The one thing this whole plotline does make me wonder about is how the Netflix shows will handle Elektra. Does being resurrected by the Hand make you invincible in perpetuity, or is that something Harold got that’s specific to him. You’d hope the mythology has been worked out, at least, given that the shows share elements.

Meanwhile, Gao is still captive and Bakuto gives Danny the key to using his Iron Fist abilities in a new way – healing Colleen. I was quite pleased to see that coming up, since it’s one of Danny’s powers in the comics, but it does make you wonder how good an Iron Fist Danny can actually be if he doesn’t know that. We still don’t really know why he left K’un L’un, and at this point I’m not even convinced he finished his training.

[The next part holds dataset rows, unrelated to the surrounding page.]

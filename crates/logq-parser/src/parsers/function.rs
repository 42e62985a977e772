use logq_commands::commands::{FnArg, Function, ScalarFn};
use logq_core::value::Value;

use super::Parsed;
use crate::error::RegistrationError;
use crate::lexer::{Token, TokenKind};
use crate::syntax::{QueryParser, Stage, Syntax};

pub struct FunctionParser;

impl QueryParser for FunctionParser {
    fn name(&self) -> &'static str {
        "function"
    }

    fn add_syntax(&self, syntax: &mut Syntax) -> Result<(), RegistrationError> {
        syntax.add("function", parse)
    }
}

/// `function <fn>(<field>[, <arg>]...) as <alias>`
fn parse(stage: &mut Stage<'_>) -> Parsed {
    let name = stage.expect_word("function name")?;
    let func = ScalarFn::from_name(&name.text).ok_or_else(|| {
        stage.error_at(name.offset, format!("unknown function '{}'", name.text))
    })?;
    stage.expect(TokenKind::LParen, "'('")?;
    let field = stage.expect_word("field name")?;
    let mut args = Vec::new();
    while stage.eat(TokenKind::Comma) {
        args.push(argument(stage.expect_value("argument")?));
    }
    stage.expect(TokenKind::RParen, "')'")?;
    if !stage.eat_word("as") {
        return Err(stage.error_here("expected 'as'"));
    }
    let alias = stage.expect_word("alias")?;
    stage.finish()?;
    let function = Function::new(func, field.text, args, alias.text)
        .map_err(|e| stage.rejected(name.offset, e))?;
    Ok(Box::new(function))
}

/// Quoted strings and numbers are literals; other bare words name fields.
fn argument(tok: Token) -> FnArg {
    if tok.kind == TokenKind::Quoted {
        return FnArg::Literal(Value::Str(tok.text));
    }
    match Value::parse_literal(&tok.text) {
        v @ (Value::Int(_) | Value::Float(_)) => FnArg::Literal(v),
        _ => FnArg::Field(tok.text),
    }
}

#[cfg(test)]
mod tests {
    use logq_commands::commands::{Function, ScalarFn};

    use super::super::testing::one;

    #[test]
    fn literal_and_field_arguments() {
        let cmd = one(r#"function concat(host, ":", port) as addr"#).unwrap();
        let f = cmd.downcast_ref::<Function>().unwrap();
        assert_eq!(f.func(), ScalarFn::Concat);
        assert_eq!(f.alias(), "addr");
        assert_eq!(cmd.describe(), r#"function concat(host, ":", port) as addr"#);

        let cmd = one("function substr(msg, 0, 5) as head").unwrap();
        assert_eq!(cmd.describe(), "function substr(msg, 0, 5) as head");
    }

    #[test]
    fn shape_errors() {
        assert_eq!(one("function nope(a) as b").unwrap_err().position, 9);
        assert_eq!(one("function lower a as b").unwrap_err().message, "expected '('");
        assert_eq!(one("function lower(a)").unwrap_err().message, "expected 'as'");
        let err = one("function lower(a, b) as c").unwrap_err();
        assert_eq!(err.position, 9);
        assert!(err.message.starts_with("lower takes"));
    }
}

Reference wise, Danny mentions that he literally fought a dragon to get his powers (I think we’ve covered that before) and I can’t help wondering how far they’ll go with this. Everyone else got an origin episode in the Netflix shows. Are they really going to show this version of Iron Fist fighting an actual dragon? I sort of hope so.

Colleen also briefly mentions her grandfather, Kenji Ozawa, who first appeared in Deadly Hands of Kung Fu #32 (1977), and was recently(ish) seen in Shadowland: Daughters of the Dragon (2010)

And if you watched the credits you’ll know who the anonymous guy making throwing stars out of tinfoil is, but we can leave that until a future episode when it’ll presumably become a lot more relevant.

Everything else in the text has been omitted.